Personal information
- Full name: Aleksandr Aleksandrovich Chernikov
- Date of birth: 13 December 1970 (age 55)
- Height: 1.75 m (5 ft 9 in)
- Position: Forward

Senior career*
- Years: Team / Apps / (Gls)
- 1987: SK EShVSM Moscow / 2 / (1)
- 1988: FC Lokomotiv Moscow / 0 / (0)
- 1989: FC Spartak Moscow / 0 / (0)
- 1990–1992: FC Asmaral Moscow / 21 / (1)
- 1991–1992: → FC Presnya Moscow (loan) / 59 / (17)
- 1992: FC Karelia Petrozavodsk / 10 / (2)
- 1993: FC Asmaral Kislovodsk / 4 / (0)
- 1993: FC Torpedo Miass / 16 / (0)
- 1996: FC Neftekhimik Nizhnekamsk / 2 / (0)

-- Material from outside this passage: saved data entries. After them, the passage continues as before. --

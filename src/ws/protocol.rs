//! WebSocket protocol message definitions
//! These are the wire types for client-server communication

use chrono::{DateTime, Utc};
use serde::{Deserialize, Serialize};
use uuid::Uuid;

use crate::game::GameError;
use crate::store::Location;

/// Messages sent from client to server.
///
/// Payload fields are optional on the wire so that a missing field surfaces as
/// a validation error event instead of an unparsable frame.
#[derive(Debug, Clone, Serialize, Deserialize)]
#[serde(tag = "type", rename_all = "snake_case", rename_all_fields = "camelCase")]
pub enum ClientMsg {
    /// Subscribe this connection to a team's broadcast group
    JoinTeam { team_name: Option<String> },

    /// Report the team's current position
    UpdateLocation {
        team_name: Option<String>,
        latitude: Option<f64>,
        longitude: Option<f64>,
    },

    /// Attempt to eliminate another team
    KillTeam {
        team_name: Option<String>,
        target_team_name: Option<String>,
    },

    /// Ping for latency measurement
    Ping {
        /// Client timestamp
        t: u64,
    },
}

/// A neighbor entry in a proximity listing
#[derive(Debug, Clone, PartialEq, Serialize, Deserialize)]
#[serde(rename_all = "camelCase")]
pub struct NearbyTeam {
    pub team_name: String,
    pub location: Location,
    /// Distance from the listing team in meters
    pub distance: f64,
}

/// Messages sent from server to client
#[derive(Debug, Clone, Serialize, Deserialize)]
#[serde(tag = "type", rename_all = "snake_case", rename_all_fields = "camelCase")]
pub enum ServerMsg {
    /// Welcome message after connection
    Welcome {
        connection_id: Uuid,
        server_time: u64,
    },

    /// Acknowledges a group join (sent only to the joiner)
    JoinedTeam { team_name: String, message: String },

    /// A team moved (sent to every connection)
    LocationUpdated { team_name: String, location: Location },

    /// Private confirmation of the sender's own location write
    LocationUpdateConfirmed { team_name: String, location: Location },

    /// A team was eliminated (sent to every connection)
    TeamKilled {
        killer_team: String,
        killed_team: String,
        timestamp: DateTime<Utc>,
    },

    /// Sent only to the eliminated team's group
    YouWereKilled {
        killer_team: String,
        timestamp: DateTime<Utc>,
    },

    /// Periodic proximity snapshot for one team's group
    NearbyTeams {
        team_name: String,
        nearby_teams: Vec<NearbyTeam>,
        timestamp: DateTime<Utc>,
    },

    /// Error message
    Error {
        code: String,
        message: String,
        /// Measured distance when an elimination was out of range
        #[serde(skip_serializing_if = "Option::is_none")]
        distance: Option<f64>,
    },

    /// Pong response
    Pong {
        /// Echo back client timestamp
        t: u64,
    },
}

impl ServerMsg {
    pub fn error(code: &str, message: impl Into<String>) -> Self {
        Self::Error {
            code: code.to_string(),
            message: message.into(),
            distance: None,
        }
    }
}

impl From<&GameError> for ServerMsg {
    fn from(err: &GameError) -> Self {
        Self::Error {
            code: err.code().to_string(),
            message: err.to_string(),
            distance: err.distance(),
        }
    }
}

= Aleksandr Chernikov (footballer, born 1970) =

Russian footballer

Aleksandr Aleksandrovich Chernikov (Александр Александрович Черников; born 13 December 1970) is a former Russian football player.

==Club career==
He played for the main squads of FC Lokomotiv Moscow and FC Spartak Moscow in the USSR Federation Cup.